There is a presumption of honesty and integrity in those serving as adjudicators and petitioner has the burden of rebutting this presumption (Appeal of a Student with a Disability, 49 Ed Dept Rep 161, Decision No. 15,986; Application to Reopen the Appeal of R.S., 38 id. 419, Decision No. 14,065). The record indicates that the attorney appointed as the hearing officer acted solely in that capacity at the hearing, and contains no evidence that the hearing officer acted improperly or exhibited any bias. The performance of multiple functions by individuals or groups is not a violation of due process per se, and whether a violation occurs becomes a factual determination to be made in light of the circumstances surrounding the procedure (Appeal of a Student with a Disability, 49 Ed Dept Rep 161, Decision No. 15,986; Appeal of F.W., 48 id. 399, Decision No. 15,897; Application to Reopen the Appeal of R.S., 38 id. 419, Decision No. 14,065; Matter of Payne, 18 id. 280, Decision No. 9,840). Petitioners have failed to establish that the hearing officer was made aware of any of the facts of the case prior to the hearing, or to establish any bias or personal involvement on the hearing officer’s part (Matter of Gioe v. Bd. of Educ. of E. Williston School Dist., 126 AD2d 723, 724; Dimele by Dimele v. Potter, et al., 177 AD2d 755, 756, appeal dismissed 79 NY2d 914; Appeal of F.W., 48 Ed Dept Rep 399, Decision No. 15,897). As such, the claims against and relating to the hearing officer must be dismissed.
Petitioners request that I “direct that an investigation be undertaken to determine if any criminal act took place with the preparation of statements and reports.” However, an appeal to the Commissioner is appellate in nature and does not provide for investigations (Appeal of Huffine, 48 Ed Dept Rep 386, Decision No. 15,893; Appeal of D.K., 48 id. 276, Decision No. 15,857).
Finally, petitioners request that I direct that the “Administrative team” be “trained in the proper way to handle student discipline.” Petitioners have failed to establish that they have a legal right to such relief and such claim must be dismissed.
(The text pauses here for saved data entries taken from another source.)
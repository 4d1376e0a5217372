use std::io::{BufWriter, Write};

use isg_format::header::render_data_row;
use isg_format::GridModel;

use super::Exporter;
use crate::error::Result;
use crate::format::OutputFormat;

const SEPARATOR: &str = "\t\t";

/// Tab grid: one bounds line, then fixed-width data rows.
#[derive(Debug, Clone, Copy, Default)]
pub struct GriExporter;

impl Exporter for GriExporter {
    fn format(&self) -> OutputFormat {
        OutputFormat::Gri
    }

    fn export(&self, model: &GridModel, out: &mut dyn Write) -> Result<()> {
        let b = model.bounds();
        let header = [
            b.lat_min,
            b.lat_max,
            b.lon_min,
            b.lon_max,
            b.delta_lat,
            b.delta_lon,
        ]
        .iter()
        .map(|v| format!("{:10.4}", v))
        .collect::<Vec<_>>()
        .join(SEPARATOR);

        let mut out = BufWriter::new(out);
        writeln!(out, "{}", header)?;
        for row in model.data() {
            writeln!(out, "{}", render_data_row(row))?;
        }
        out.flush()?;
        Ok(())
    }
}
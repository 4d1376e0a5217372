//! Packed binary grid.
//!
//! ```text
//!   0  name           [u8; 9]   zero padded
//!   9  magic          i16       0
//!  11  file size      u32       0
//!  15  reserved       i8 x 2
//!  17  gap            71 bytes  zero
//!  88  reserved       f64 x 2
//! 104  lat min        f64       radians
//! 112  lon min        f64
//! 120  lat max        f64
//! 128  lon max        f64
//! 136  delta lon      f64
//! 144  delta lat      f64
//! 152  reserved       u8
//! 153  mean           f32       over valid samples
//! 157  ncols          u32
//! 161  nvals          u32       every sample, sentinels included
//! 165  body           i16 per valid sample, round((v - mean) * 1000)
//! ```
//!
//! All multi-byte values are little-endian. Sentinel samples are skipped in
//! the body, so positions cannot be recovered when sentinels are scattered.

use std::io::Write;

use bytes::{Buf, BufMut, BytesMut};
use isg_common::is_nodata;
use isg_format::{FieldSlug, GridModel};
use tracing::debug;

use super::Exporter;
use crate::error::{ExportError, Result};
use crate::format::OutputFormat;

/// Encoded header size in bytes.
pub const GEM_HEADER_LEN: usize = 165;

const NAME_LEN: usize = 9;
const GAP_LEN: usize = 71;
const DEVIATION_SCALE: f64 = 1000.0;

/// Header record of a packed binary grid. Angles are in radians.
#[derive(Debug, Clone, PartialEq)]
pub struct GemHeader {
    pub name: [u8; NAME_LEN],
    pub lat_min: f64,
    pub lon_min: f64,
    pub lat_max: f64,
    pub lon_max: f64,
    pub delta_lon: f64,
    pub delta_lat: f64,
    pub mean: f32,
    pub ncols: u32,
    pub nvals: u32,
}

impl GemHeader {
    /// Name bytes truncated or zero padded to the fixed field width.
    pub fn name_field(name: &str) -> [u8; NAME_LEN] {
        let mut field = [0u8; NAME_LEN];
        let bytes = name.as_bytes();
        let len = bytes.len().min(NAME_LEN);
        field[..len].copy_from_slice(&bytes[..len]);
        field
    }

    pub fn encode(&self, buf: &mut BytesMut) {
        buf.reserve(GEM_HEADER_LEN);
        buf.put_slice(&self.name);
        buf.put_i16_le(0);
        buf.put_u32_le(0);
        buf.put_i8(0);
        buf.put_i8(0);
        buf.put_bytes(0, GAP_LEN);

        buf.put_f64_le(0.0);
        buf.put_f64_le(0.0);
        buf.put_f64_le(self.lat_min);
        buf.put_f64_le(self.lon_min);
        buf.put_f64_le(self.lat_max);
        buf.put_f64_le(self.lon_max);
        buf.put_f64_le(self.delta_lon);
        buf.put_f64_le(self.delta_lat);
        buf.put_u8(0);
        buf.put_f32_le(self.mean);
        buf.put_u32_le(self.ncols);
        buf.put_u32_le(self.nvals);
    }

    /// Decode a header from the start of `bytes`.
    pub fn decode(mut bytes: &[u8]) -> Option<Self> {
        if bytes.len() < GEM_HEADER_LEN {
            return None;
        }
        let mut name = [0u8; NAME_LEN];
        bytes.copy_to_slice(&mut name);
        bytes.advance(2 + 4 + 1 + 1 + GAP_LEN + 16);

        let lat_min = bytes.get_f64_le();
        let lon_min = bytes.get_f64_le();
        let lat_max = bytes.get_f64_le();
        let lon_max = bytes.get_f64_le();
        let delta_lon = bytes.get_f64_le();
        let delta_lat = bytes.get_f64_le();
        bytes.advance(1);
        let mean = bytes.get_f32_le();
        let ncols = bytes.get_u32_le();
        let nvals = bytes.get_u32_le();

        Some(Self {
            name,
            lat_min,
            lon_min,
            lat_max,
            lon_max,
            delta_lon,
            delta_lat,
            mean,
            ncols,
            nvals,
        })
    }
}

/// Packed binary grid exporter.
#[derive(Debug, Clone, Copy, Default)]
pub struct GemExporter;

impl GemExporter {
    /// Encode the header and body of `model`.
    pub fn encode(model: &GridModel) -> Result<BytesMut> {
        let (sum, count) = model
            .valid_samples()
            .fold((0.0, 0usize), |(sum, n), v| (sum + v, n + 1));
        if count == 0 {
            return Err(ExportError::EmptyGrid);
        }
        let mean = sum / count as f64;

        let nvals: usize = model.data().iter().map(Vec::len).sum();
        let bounds = model.bounds();
        let header = GemHeader {
            name: GemHeader::name_field(model.field_value(FieldSlug::ModelName).unwrap_or("")),
            lat_min: bounds.lat_min.to_radians(),
            lon_min: bounds.lon_min.to_radians(),
            lat_max: bounds.lat_max.to_radians(),
            lon_max: bounds.lon_max.to_radians(),
            delta_lon: bounds.delta_lon.to_radians(),
            delta_lat: bounds.delta_lat.to_radians(),
            mean: mean as f32,
            ncols: model.ncols()? as u32,
            nvals: nvals as u32,
        };

        let mut buf = BytesMut::with_capacity(GEM_HEADER_LEN + count * 2);
        header.encode(&mut buf);

        for (row, values) in model.data().iter().enumerate() {
            for (col, value) in values.iter().enumerate() {
                if is_nodata(*value) {
                    continue;
                }
                let deviation = ((value - mean) * DEVIATION_SCALE).round();
                if deviation < i16::MIN as f64 || deviation > i16::MAX as f64 {
                    return Err(ExportError::PackedOverflow {
                        row,
                        col,
                        value: *value,
                    });
                }
                buf.put_i16_le(deviation as i16);
            }
        }

        debug!(mean, packed = count, nvals, "Encoded packed grid");
        Ok(buf)
    }
}

impl Exporter for GemExporter {
    fn format(&self) -> OutputFormat {
        OutputFormat::Gem
    }

    fn export(&self, model: &GridModel, out: &mut dyn Write) -> Result<()> {
        let buf = Self::encode(model)?;
        out.write_all(&buf)?;
        Ok(())
    }
}

#[cfg(test)]
mod tests {
    use super::*;
    use isg_common::GridBounds;
    use isg_format::IsgVersion;

    fn model(data: Vec<Vec<f64>>) -> GridModel {
        let bounds = GridBounds::new(45.0, 46.0, 8.0, 9.0, 1.0, 1.0);
        GridModel::from_grid(IsgVersion::V2_0, "GEOID-TEST-MODEL", bounds, data)
    }

    #[test]
    fn test_header_layout() {
        let header = GemHeader {
            name: GemHeader::name_field("ABC"),
            lat_min: 1.0,
            lon_min: 2.0,
            lat_max: 3.0,
            lon_max: 4.0,
            delta_lon: 5.0,
            delta_lat: 6.0,
            mean: 0.5,
            ncols: 7,
            nvals: 8,
        };
        let mut buf = BytesMut::new();
        header.encode(&mut buf);

        assert_eq!(buf.len(), GEM_HEADER_LEN);
        assert_eq!(&buf[..9], b"ABC\0\0\0\0\0\0");
        assert!(buf[9..104].iter().all(|b| *b == 0));
        assert_eq!(&buf[104..112], &1.0f64.to_le_bytes());
        assert_eq!(&buf[136..144], &5.0f64.to_le_bytes());
        assert_eq!(buf[152], 0);
        assert_eq!(&buf[153..157], &0.5f32.to_le_bytes());
        assert_eq!(&buf[157..161], &7u32.to_le_bytes());
        assert_eq!(&buf[161..165], &8u32.to_le_bytes());

        assert_eq!(GemHeader::decode(&buf).unwrap(), header);
    }

    #[test]
    fn test_decode_short_buffer() {
        assert!(GemHeader::decode(&[0u8; 100]).is_none());
    }

    #[test]
    fn test_name_is_truncated() {
        assert_eq!(&GemHeader::name_field("GEOID-TEST-MODEL"), b"GEOID-TES");
    }

    #[test]
    fn test_body_skips_sentinel() {
        let model = model(vec![vec![1.0, -9999.0], vec![3.0, 4.0]]);
        let buf = GemExporter::encode(&model).unwrap();
        assert_eq!(buf.len(), GEM_HEADER_LEN + 3 * 2);

        let header = GemHeader::decode(&buf).unwrap();
        assert!((header.mean - 8.0f32 / 3.0).abs() < 1e-6);
        assert_eq!(header.ncols, 2);
        assert_eq!(header.nvals, 4);
        assert!((header.lat_min - 45.0f64.to_radians()).abs() < 1e-15);

        let mut body = &buf[GEM_HEADER_LEN..];
        let packed: Vec<i16> = (0..3).map(|_| body.get_i16_le()).collect();
        assert_eq!(packed, vec![-1667, 333, 1333]);
    }

    #[test]
    fn test_all_sentinels_is_empty_grid() {
        let model = model(vec![vec![-9999.0, -9999.0], vec![-9999.0, -9999.0]]);
        assert!(matches!(
            GemExporter::encode(&model),
            Err(ExportError::EmptyGrid)
        ));
    }

    #[test]
    fn test_overflow_reports_position() {
        let model = model(vec![vec![0.0, 0.0], vec![0.0, 50.0]]);
        match GemExporter::encode(&model) {
            Err(ExportError::PackedOverflow { row, col, .. }) => {
                assert_eq!((row, col), (1, 1));
            }
            other => panic!("expected overflow, got {:?}", other.map(|b| b.len())),
        }
    }
}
I have reviewed petitioners’ remaining contentions and find them to be without merit.
THE APPEAL IS DISMISSED.
END OF FILE
 Petitioners commenced a second appeal, which challenges separate disciplinary actions imposed as a result of the October 16, 2012, January 15, 2013, and February 7, 2013 alleged misconduct.
 I take administrative notice that, while this appeal was pending, petitioners commenced a second appeal regarding those suspensions (Appeal No. 19934). Accordingly, I need not address petitioners’ claims with respect to the suspensions imposed in October 2012, January 2013, and February 2013.